I had to steel myself before reading: sadly the youthful version of me is just as awkward as the adult. Plus, this was a tricky time in my life. I was coming out of anorexia and struggling with depression/OCD, as well as the usual stuff of a teen negotiating her body, relationships, independence and life.
Some of the things I’d written were unique to that time: sibling rivalry, exam pressures, etc. But many were not.
I winced when I read this entry:
‘It’s hard to believe that things will get better. But I know they will. Remember Emma; in ten years, you won’t recognise yourself: and you won’t have any of these hang-ups! You’ll be normal and confident and life will be so much simpler. I can’t wait’.
20 years on – and I recognise more than I anticipated.
I’m not ‘normal’ or ‘confident’: at least, not in the ways I planned. Though some of the old hang-ups have gone – there’s new ones in their place. Instead of being simpler, life seems increasingly complex.

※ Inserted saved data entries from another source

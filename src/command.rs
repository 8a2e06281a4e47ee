// Copyright 2026 The ChromiumOS Authors
// Use of this source code is governed by a BSD-style license that can be
// found in the LICENSE file.

//! Construction of external command lines.

use std::fmt;

/// One external process invocation. Arguments are passed verbatim, so file
/// paths and filter graphs need no shell quoting.
#[derive(Clone, Debug, PartialEq, Eq)]
pub struct Invocation {
    pub program: String,
    pub args: Vec<String>,
}

impl Invocation {
    pub fn new(program: impl Into<String>) -> Self {
        Self {
            program: program.into(),
            args: Vec::new(),
        }
    }

    pub fn arg(mut self, arg: impl Into<String>) -> Self {
        self.args.push(arg.into());
        self
    }

    pub fn args<I, S>(mut self, args: I) -> Self
    where
        I: IntoIterator<Item = S>,
        S: Into<String>,
    {
        self.args.extend(args.into_iter().map(Into::into));
        self
    }
}

impl fmt::Display for Invocation {
    fn fmt(&self, f: &mut fmt::Formatter) -> fmt::Result {
        write!(f, "{}", self.program)?;
        for arg in &self.args {
            if arg.is_empty() || arg.contains(|c: char| c.is_whitespace() || c == '\'') {
                write!(f, " '{}'", arg.replace('\'', r"'\''"))?;
            } else {
                write!(f, " {}", arg)?;
            }
        }
        Ok(())
    }
}

/// Linearly maps `value` from `src` onto `dst`.
pub fn map_range(value: f64, src: (f64, f64), dst: (f64, f64)) -> f64 {
    let (smin, smax) = src;
    let (dmin, dmax) = dst;
    dmin + (value - smin) * (dmax - dmin) / (smax - smin)
}

/// Formats a filter parameter, always keeping at least one decimal place.
pub fn format_fraction(value: f64) -> String {
    if value.fract() == 0.0 {
        format!("{:.1}", value)
    } else {
        format!("{}", value)
    }
}

/// A GStreamer pipeline description made of elements linked with `!`.
///
/// Each element is kept as separate tokens so that a property value holding
/// spaces stays a single argument of `gst-launch-1.0`.
#[derive(Clone, Debug, Default, PartialEq, Eq)]
pub struct Pipeline {
    elements: Vec<Vec<String>>,
}

impl Pipeline {
    pub fn new() -> Self {
        Self::default()
    }

    /// Appends an element (or caps) followed by its properties.
    pub fn element<I, S>(mut self, name: &str, props: I) -> Self
    where
        I: IntoIterator<Item = S>,
        S: Into<String>,
    {
        let mut tokens = vec![name.to_string()];
        tokens.extend(props.into_iter().map(Into::into));
        self.elements.push(tokens);
        self
    }

    /// Appends a chain written in gst-launch syntax, e.g.
    /// `h264parse ! vaapih264dec`.
    pub fn chain(mut self, description: &str) -> Self {
        for element in description.split('!') {
            let tokens: Vec<String> = element.split_whitespace().map(str::to_string).collect();
            if !tokens.is_empty() {
                self.elements.push(tokens);
            }
        }
        self
    }

    pub fn into_args(self) -> Vec<String> {
        let mut args = Vec::new();
        for (i, element) in self.elements.into_iter().enumerate() {
            if i > 0 {
                args.push("!".to_string());
            }
            args.extend(element);
        }
        args
    }
}
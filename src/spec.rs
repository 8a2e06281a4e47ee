// Copyright 2026 The ChromiumOS Authors
// Use of this source code is governed by a BSD-style license that can be
// found in the LICENSE file.

//! Declarative test specifications.
//!
//! A specification file maps a case name to the fixed attributes of its
//! source media. Files live at `<spec_dir>/<category>/<name>.json`, and
//! alternative sets of cases for the same test at
//! `<spec_dir>/<category>/<name>.<variant>.json`.

use std::collections::BTreeMap;
use std::fs;
use std::path::Path;
use std::path::PathBuf;

use serde::Deserialize;

use crate::error::FitsError;
use crate::error::Result;

#[derive(Clone, Debug, Deserialize, PartialEq)]
#[serde(deny_unknown_fields)]
pub struct CqpVariant {
    pub gop: u32,
    pub slices: u32,
    pub bframes: u32,
    pub qp: u32,
    pub quality: u32,
    pub profile: Option<String>,
}

#[derive(Clone, Debug, Deserialize, PartialEq)]
#[serde(deny_unknown_fields)]
pub struct CqpLpVariant {
    pub gop: u32,
    pub slices: u32,
    pub qp: u32,
    pub quality: u32,
    pub profile: Option<String>,
}

#[derive(Clone, Debug, Deserialize, PartialEq)]
#[serde(deny_unknown_fields)]
pub struct CbrVariant {
    pub gop: u32,
    pub slices: u32,
    pub bframes: u32,
    pub bitrate: u32,
    pub fps: u32,
    pub profile: Option<String>,
}

#[derive(Clone, Debug, Deserialize, PartialEq)]
#[serde(deny_unknown_fields)]
pub struct VbrVariant {
    pub gop: u32,
    pub slices: u32,
    pub bframes: u32,
    pub bitrate: u32,
    pub fps: u32,
    pub quality: u32,
    pub refs: u32,
    pub profile: Option<String>,
}

/// Per rate-control mode overrides of the default encoder variants.
#[derive(Clone, Debug, Default, Deserialize, PartialEq)]
#[serde(deny_unknown_fields)]
pub struct EncodeVariants {
    pub cqp: Option<Vec<CqpVariant>>,
    pub cqp_lp: Option<Vec<CqpLpVariant>>,
    pub cbr: Option<Vec<CbrVariant>>,
    pub vbr: Option<Vec<VbrVariant>>,
}

/// Fixed attributes of one test case.
#[derive(Clone, Debug, Deserialize, PartialEq)]
#[serde(deny_unknown_fields)]
pub struct CaseSpec {
    pub source: PathBuf,
    pub width: u32,
    pub height: u32,
    pub format: String,
    pub frames: u32,
    pub fps: Option<u32>,
    /// Saturation levels to exercise, 0-100.
    pub levels: Option<Vec<u32>>,
    /// Number of runs of a run-to-run test.
    pub r2r: Option<u32>,
    /// Extra keys distinguishing this case's baseline records.
    #[serde(default)]
    pub refctx: Vec<String>,
    #[serde(default)]
    pub variants: EncodeVariants,
}

/// All cases of one specification, ordered by case name.
pub type TestSpec = BTreeMap<String, CaseSpec>;

/// Path of the specification file for `(category, name, variant)`.
pub fn spec_path(spec_dir: &Path, category: &str, name: &str, variant: Option<&str>) -> PathBuf {
    let file_name = match variant {
        Some(variant) => format!("{}.{}.json", name, variant),
        None => format!("{}.json", name),
    };
    spec_dir.join(category).join(file_name)
}

/// Loads and validates a test specification.
pub fn load_test_spec(
    spec_dir: &Path,
    category: &str,
    name: &str,
    variant: Option<&str>,
) -> Result<TestSpec> {
    let path = spec_path(spec_dir, category, name, variant);
    let content = fs::read_to_string(&path)
        .map_err(|e| FitsError::Io(format!("Failed to read test spec {:?}: {}", path, e)))?;
    let mut spec: TestSpec = serde_json::from_str(&content).map_err(|e| FitsError::InvalidSpec {
        file: path.clone(),
        details: e.to_string(),
    })?;

    let base_dir = path.parent().unwrap_or_else(|| Path::new("."));
    for (case, params) in spec.iter_mut() {
        validate_case(case, params).map_err(|details| FitsError::InvalidSpec {
            file: path.clone(),
            details,
        })?;
        if params.source.is_relative() {
            params.source = base_dir.join(&params.source);
        }
    }

    log::debug!("Loaded {} cases from {:?}", spec.len(), path);
    Ok(spec)
}

fn validate_case(case: &str, params: &CaseSpec) -> std::result::Result<(), String> {
    if params.source.as_os_str().is_empty() {
        return Err(format!("{}: empty source", case));
    }
    if params.width == 0 || params.height == 0 {
        return Err(format!("{}: invalid size {}x{}", case, params.width, params.height));
    }
    if params.frames == 0 {
        return Err(format!("{}: frames must be positive", case));
    }
    if params.levels.as_ref().is_some_and(Vec::is_empty) {
        return Err(format!("{}: empty levels", case));
    }
    if let Some(level) = params.levels.iter().flatten().find(|&&level| level > 100) {
        return Err(format!("{}: level {} outside of 0-100", case, level));
    }
    if let Some(r2r) = params.r2r {
        if r2r < 2 {
            return Err(format!("{}: r2r must be greater than 1, got {}", case, r2r));
        }
    }
    validate_variants(case, &params.variants)
}

// Slices, bitrate and fps of every encoder variant must be positive.
fn validate_variants(case: &str, variants: &EncodeVariants) -> std::result::Result<(), String> {
    let positive = |mode: &str, index: usize, field: &str, value: u32| {
        if value == 0 {
            Err(format!("{}: {} variant {} has zero {}", case, mode, index, field))
        } else {
            Ok(())
        }
    };
    for (i, v) in variants.cqp.iter().flatten().enumerate() {
        positive("cqp", i, "slices", v.slices)?;
    }
    for (i, v) in variants.cqp_lp.iter().flatten().enumerate() {
        positive("cqp_lp", i, "slices", v.slices)?;
    }
    for (i, v) in variants.cbr.iter().flatten().enumerate() {
        positive("cbr", i, "slices", v.slices)?;
        positive("cbr", i, "bitrate", v.bitrate)?;
        positive("cbr", i, "fps", v.fps)?;
    }
    for (i, v) in variants.vbr.iter().flatten().enumerate() {
        positive("vbr", i, "slices", v.slices)?;
        positive("vbr", i, "bitrate", v.bitrate)?;
        positive("vbr", i, "fps", v.fps)?;
    }
    Ok(())
}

However. One thing has changed: the way I see myself. As I’ve experienced more of the gospel and Christ’s grace, I’ve softened. Instead of hating that girl, I have compassion on her. Instead of despairing at her weakness, I can rejoice in Christ’s strength and the hope that is at work in all of us who believe. If I could go back in time, I’d say: ‘I know you’re scared and you feel like a mess, but you’re okay and Jesus has you’. ( I’d make some serious wardrobe adjustments too – but that’s less pressing).

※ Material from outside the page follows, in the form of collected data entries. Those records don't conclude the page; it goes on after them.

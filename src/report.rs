// Copyright 2026 The ChromiumOS Authors
// Use of this source code is governed by a BSD-style license that can be
// found in the LICENSE file.

//! Run summary and the JSON results file.

use std::fmt;
use std::fs;
use std::path::Path;

use chrono::prelude::Utc;
use serde::Deserialize;
use serde::Serialize;

use crate::error::FitsError;
use crate::error::Result;
use crate::runner::Outcome;
use crate::runner::TestResult;

#[derive(Clone, Debug, Default, PartialEq, Serialize, Deserialize)]
pub struct Summary {
    pub total: usize,
    pub passed: usize,
    pub failed: usize,
    pub skipped: usize,
    pub duration_ms: u64,
}

impl Summary {
    pub fn from_results(results: &[TestResult]) -> Self {
        let mut summary = Summary {
            total: results.len(),
            ..Default::default()
        };
        for result in results {
            match result.outcome {
                Outcome::Passed => summary.passed += 1,
                Outcome::Skipped { .. } => summary.skipped += 1,
                Outcome::Failed { .. } => summary.failed += 1,
            }
            summary.duration_ms += result.duration_ms;
        }
        summary
    }
}

impl fmt::Display for Summary {
    fn fmt(&self, f: &mut fmt::Formatter) -> fmt::Result {
        write!(
            f,
            "{} passed / {} failed / {} skipped ({} tests, {:.1}s)",
            self.passed,
            self.failed,
            self.skipped,
            self.total,
            self.duration_ms as f64 / 1000.0
        )
    }
}

#[derive(Clone, Debug, PartialEq, Serialize, Deserialize)]
pub struct Report {
    /// RFC 3339 time the report was produced.
    pub timestamp: String,
    pub platform: Option<String>,
    pub summary: Summary,
    pub results: Vec<TestResult>,
}

impl Report {
    pub fn new(platform: Option<String>, results: Vec<TestResult>) -> Self {
        Self {
            timestamp: Utc::now().to_rfc3339(),
            platform,
            summary: Summary::from_results(&results),
            results,
        }
    }

    pub fn has_failures(&self) -> bool {
        self.summary.failed > 0
    }

    pub fn failed(&self) -> impl Iterator<Item = &TestResult> {
        self.results
            .iter()
            .filter(|r| matches!(r.outcome, Outcome::Failed { .. }))
    }

    pub fn write(&self, path: &Path) -> Result<()> {
        if let Some(parent) = path.parent() {
            fs::create_dir_all(parent)
                .map_err(|e| FitsError::Io(format!("Failed to create {:?}: {}", parent, e)))?;
        }
        let content = serde_json::to_string_pretty(self)
            .map_err(|e| FitsError::Io(format!("Failed to serialize results: {}", e)))?;
        fs::write(path, content)
            .map_err(|e| FitsError::Io(format!("Failed to write results {:?}: {}", path, e)))?;
        log::info!("Results written to {:?}", path);
        Ok(())
    }
}

#[cfg(test)]
mod tests {
    use super::*;

    use tempfile::TempDir;

    use crate::baseline::Metrics;

    fn result(id: &str, outcome: Outcome) -> TestResult {
        TestResult {
            id: id.to_string(),
            outcome,
            details: Metrics::new(),
            started: "2026-01-01T00:00:00+00:00".to_string(),
            duration_ms: 500,
        }
    }

    fn sample() -> Report {
        Report::new(
            Some("TGL".to_string()),
            vec![
                result("a", Outcome::Passed),
                result(
                    "b",
                    Outcome::Failed {
                        error: "md5 mismatch".to_string(),
                    },
                ),
                result(
                    "c",
                    Outcome::Skipped {
                        reason: "requires ffmpeg".to_string(),
                    },
                ),
                result("d", Outcome::Passed),
            ],
        )
    }

    #[test]
    fn summary_counts() {
        let report = sample();
        assert_eq!(
            report.summary,
            Summary {
                total: 4,
                passed: 2,
                failed: 1,
                skipped: 1,
                duration_ms: 2000,
            }
        );
        assert!(report.has_failures());
        assert_eq!(report.failed().map(|r| r.id.as_str()).collect::<Vec<_>>(), vec!["b"]);
        assert_eq!(
            report.summary.to_string(),
            "2 passed / 1 failed / 1 skipped (4 tests, 2.0s)"
        );
    }

    #[test]
    fn written_report_reads_back() {
        let dir = TempDir::new().unwrap();
        let path = dir.path().join("out/results.json");
        let report = sample();
        report.write(&path).unwrap();
        let read: Report = serde_json::from_str(&fs::read_to_string(&path).unwrap()).unwrap();
        assert_eq!(read, report);
    }
}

Tomorrow night, I’m speaking at a youth conference in Norfolk. It’s a bigger crowd than I’m used to; and I haven’t spoken for a while, so I’m a bit rusty. (If you have space in your prayers, I’d be very grateful). I’m also especially nervous around teens: in my head, I’m still the 15 year-old who didn’t fit and is a million miles away from the beautiful, self-assured young adults I see everyday.

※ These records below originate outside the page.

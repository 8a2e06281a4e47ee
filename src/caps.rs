// Copyright 2026 The ChromiumOS Authors
// Use of this source code is governed by a BSD-style license that can be
// found in the LICENSE file.

//! Preconditions tests declare on the host: tools, plugins, driver and
//! platform. An unmet precondition skips the test.

use std::process::Output;

use lazy_static::lazy_static;
use regex::Regex;

use crate::command_runner::CommandRunner;
use crate::context::Context;
use crate::error::FitsError;
use crate::error::Result;

lazy_static! {
    // One acceleration method per line after the header of `ffmpeg -hwaccels`.
    static ref REGEX_HWACCEL: Regex = Regex::new(r"(?m)^\s*([a-z0-9_]+)\s*$").unwrap();
    // `ffmpeg -filters` rows look like " ... vpp_qsv   V->V   Quick Sync Video VPP."
    static ref REGEX_FILTER: Regex =
        Regex::new(r"(?m)^\s*[TSC.|]{2,3}\s+([A-Za-z0-9_]+)\s+\S+->\S+").unwrap();
    static ref REGEX_VA_DRIVER: Regex = Regex::new(r"(?m)Driver version:\s*(.+)$").unwrap();
}

/// VA-API driver the Quick Sync path needs.
pub const QSV_DRIVER: &str = "iHD";

pub const VPP_PLATFORMS: &[&str] = &[
    "BDW", "SKL", "APL", "KBL", "GLK", "CFL", "WHL", "ICL", "JSL", "EHL", "TGL",
];
pub const AVC_ENCODE_PLATFORMS: &[&str] = &[
    "BDW", "SKL", "APL", "KBL", "GLK", "CFL", "WHL", "ICL", "JSL", "EHL", "TGL",
];
pub const AVC_ENCODE_LP_PLATFORMS: &[&str] = &[
    "SKL", "APL", "KBL", "GLK", "CFL", "WHL", "ICL", "JSL", "EHL", "TGL",
];

#[derive(Clone, Copy, Debug, PartialEq, Eq)]
pub enum Requirement {
    Ffmpeg,
    FfmpegHwaccel(&'static str),
    FfmpegFilter(&'static str),
    Gst,
    GstElement(&'static str),
    /// The VA-API driver in use must be this one.
    Driver(&'static str),
    /// The configured platform, if any, must be listed.
    Platform(&'static [&'static str]),
}

fn query(ctx: &mut impl Context, program: &str, args: &[&str]) -> Option<Output> {
    let args: Vec<String> = args.iter().map(|s| s.to_string()).collect();
    match ctx.cmd_runner().run(program, &args) {
        Ok(output) if output.status.success() => Some(output),
        Ok(output) => {
            log::debug!("{} {:?} exited with {}", program, args, output.status);
            None
        }
        Err(err) => {
            log::debug!("{} {:?} could not run: {}", program, args, err);
            None
        }
    }
}

// Runs `check` once per run for `key` and remembers its answer.
fn cached<C: Context>(ctx: &mut C, key: &str, check: impl FnOnce(&mut C) -> bool) -> bool {
    if let Some(present) = ctx.media().capability(key) {
        return present;
    }
    let present = check(ctx);
    log::debug!("capability {}: {}", key, present);
    ctx.media().set_capability(key, present);
    present
}

fn combined_output(output: &Output) -> String {
    format!(
        "{}{}",
        String::from_utf8_lossy(&output.stdout),
        String::from_utf8_lossy(&output.stderr)
    )
}

pub fn have_ffmpeg(ctx: &mut impl Context) -> bool {
    let ffmpeg = ctx.media().config.tools.ffmpeg.clone();
    cached(ctx, "ffmpeg", |ctx| {
        query(ctx, &ffmpeg, &["-hide_banner", "-version"]).is_some()
    })
}

pub fn have_ffmpeg_hwaccel(ctx: &mut impl Context, accel: &str) -> bool {
    let ffmpeg = ctx.media().config.tools.ffmpeg.clone();
    cached(ctx, &format!("ffmpeg-hwaccel:{}", accel), |ctx| {
        query(ctx, &ffmpeg, &["-hide_banner", "-hwaccels"])
            .map(|output| {
                REGEX_HWACCEL
                    .captures_iter(&combined_output(&output))
                    .any(|c| &c[1] == accel)
            })
            .unwrap_or(false)
    })
}

pub fn have_ffmpeg_filter(ctx: &mut impl Context, filter: &str) -> bool {
    let ffmpeg = ctx.media().config.tools.ffmpeg.clone();
    cached(ctx, &format!("ffmpeg-filter:{}", filter), |ctx| {
        query(ctx, &ffmpeg, &["-hide_banner", "-filters"])
            .map(|output| {
                REGEX_FILTER
                    .captures_iter(&combined_output(&output))
                    .any(|c| &c[1] == filter)
            })
            .unwrap_or(false)
    })
}

pub fn have_gst(ctx: &mut impl Context) -> bool {
    let gst_launch = ctx.media().config.tools.gst_launch.clone();
    cached(ctx, "gst", |ctx| query(ctx, &gst_launch, &["--version"]).is_some())
}

pub fn have_gst_element(ctx: &mut impl Context, element: &str) -> bool {
    let gst_inspect = ctx.media().config.tools.gst_inspect.clone();
    cached(ctx, &format!("gst-element:{}", element), |ctx| {
        query(ctx, &gst_inspect, &[element]).is_some()
    })
}

/// Name of the VA-API driver reported by `vainfo`.
pub fn va_driver(ctx: &mut impl Context) -> Option<String> {
    let vainfo = ctx.media().config.tools.vainfo.clone();
    let output = query(ctx, &vainfo, &[])?;
    REGEX_VA_DRIVER
        .captures(&combined_output(&output))
        .map(|c| c[1].trim().to_string())
}

pub fn using_compatible_driver(ctx: &mut impl Context, driver: &str) -> bool {
    cached(ctx, &format!("driver:{}", driver), |ctx| {
        va_driver(ctx)
            .map(|version| version.contains(driver))
            .unwrap_or(false)
    })
}

/// Whether the configured platform is one of `platforms`. Without a
/// configured platform every test is eligible.
pub fn platform_supported(ctx: &mut impl Context, platforms: &[&str]) -> bool {
    match &ctx.media().config.platform {
        Some(platform) => platforms.iter().any(|p| p.eq_ignore_ascii_case(platform)),
        None => true,
    }
}

/// Checks `requirements` in order and skips on the first unmet one.
pub fn require(ctx: &mut impl Context, requirements: &[Requirement]) -> Result<()> {
    for requirement in requirements {
        let (met, what) = match *requirement {
            Requirement::Ffmpeg => (have_ffmpeg(ctx), "ffmpeg".to_string()),
            Requirement::FfmpegHwaccel(accel) => (
                have_ffmpeg_hwaccel(ctx, accel),
                format!("ffmpeg {} acceleration", accel),
            ),
            Requirement::FfmpegFilter(filter) => (
                have_ffmpeg_filter(ctx, filter),
                format!("ffmpeg filter {}", filter),
            ),
            Requirement::Gst => (have_gst(ctx), "gstreamer".to_string()),
            Requirement::GstElement(element) => (
                have_gst_element(ctx, element),
                format!("gstreamer element {}", element),
            ),
            Requirement::Driver(driver) => (
                using_compatible_driver(ctx, driver),
                format!("{} driver", driver),
            ),
            Requirement::Platform(platforms) => (
                platform_supported(ctx, platforms),
                "supported platform".to_string(),
            ),
        };
        if !met {
            return Err(FitsError::skip(format!("requires {}", what)));
        }
    }
    Ok(())
}

#[cfg(test)]
mod tests {
    use super::*;

    use tempfile::TempDir;

    use crate::command_runner::MockCommandInput;
    use crate::command_runner::MockCommandOutput;
    use crate::config::Config;
    use crate::context::mock::MockContext;

    const HWACCELS: &str = "Hardware acceleration methods:\nvdpau\nvaapi\nqsv\ndrm\n\n";
    const FILTERS: &str = "Filters:\n  T.. = Timeline support\n  ---\n \
        ... vpp_qsv           V->V       Quick Sync Video VPP.\n \
        TSC scale_vaapi       V->V       Scale to/from VAAPI surfaces.\n";

    #[test]
    fn parses_hwaccels_once() {
        let dir = TempDir::new().unwrap();
        let mut ctx = MockContext::new(dir.path());
        ctx.cmd_runner().add_expectation(
            MockCommandInput::new("ffmpeg", vec!["-hide_banner", "-hwaccels"]),
            MockCommandOutput::new(0, HWACCELS, ""),
        );
        assert!(have_ffmpeg_hwaccel(&mut ctx, "qsv"));
        // Cached: no second process.
        assert!(have_ffmpeg_hwaccel(&mut ctx, "qsv"));
    }

    #[test]
    fn parses_filters() {
        let dir = TempDir::new().unwrap();
        let mut ctx = MockContext::new(dir.path());
        ctx.cmd_runner()
            .expect_program("ffmpeg", MockCommandOutput::new(0, FILTERS, ""));
        ctx.cmd_runner()
            .expect_program("ffmpeg", MockCommandOutput::new(0, FILTERS, ""));
        assert!(have_ffmpeg_filter(&mut ctx, "vpp_qsv"));
        assert!(!have_ffmpeg_filter(&mut ctx, "procamp_vaapi"));
    }

    #[test]
    fn missing_gst_element_skips() {
        let dir = TempDir::new().unwrap();
        let mut ctx = MockContext::new(dir.path());
        ctx.cmd_runner().add_expectation(
            MockCommandInput::new("gst-launch-1.0", vec!["--version"]),
            MockCommandOutput::success(),
        );
        ctx.cmd_runner().add_expectation(
            MockCommandInput::new("gst-inspect-1.0", vec!["vaapih264enc"]),
            MockCommandOutput::new(1, "", "No such element or plugin"),
        );
        let err = require(
            &mut ctx,
            &[Requirement::Gst, Requirement::GstElement("vaapih264enc")],
        )
        .unwrap_err();
        assert!(err.is_skip());
        assert!(err.to_string().contains("vaapih264enc"), "{}", err);
    }

    #[test]
    fn driver_from_vainfo() {
        let dir = TempDir::new().unwrap();
        let mut ctx = MockContext::new(dir.path());
        ctx.cmd_runner().expect_program(
            "vainfo",
            MockCommandOutput::new(
                0,
                "vainfo: VA-API version: 1.4 (libva 2.4.0)\n\
                 vainfo: Driver version: Intel iHD driver - 1.0.0\n",
                "",
            ),
        );
        assert!(using_compatible_driver(&mut ctx, QSV_DRIVER));
    }

    #[test]
    fn platform_tags() {
        let dir = TempDir::new().unwrap();
        let mut ctx = MockContext::with_config(Config {
            artifact_dir: dir.path().to_path_buf(),
            command_logs: false,
            platform: Some("bdw".to_string()),
            ..Default::default()
        });
        assert!(platform_supported(&mut ctx, AVC_ENCODE_PLATFORMS));
        assert!(require(&mut ctx, &[Requirement::Platform(AVC_ENCODE_LP_PLATFORMS)])
            .unwrap_err()
            .is_skip());
    }
}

Reading through my diary however, I’m not so sure. We look different and we invest in different things; but all of us have questions about who we are and where we fit. If I had 25 mins to talk to the 15 year-old me, I don’t think I’d waste time giving advice – sartorial or otherwise.
I’d talk about meeting someone who loves you enough to die for you.
I’d talk about forgiveness and grace and hope, even when you can’t see it.
I’d talk about trying desperately to be beautiful and finding out you’re already are.
I’d talk about Jesus: the Word who rewrites ours.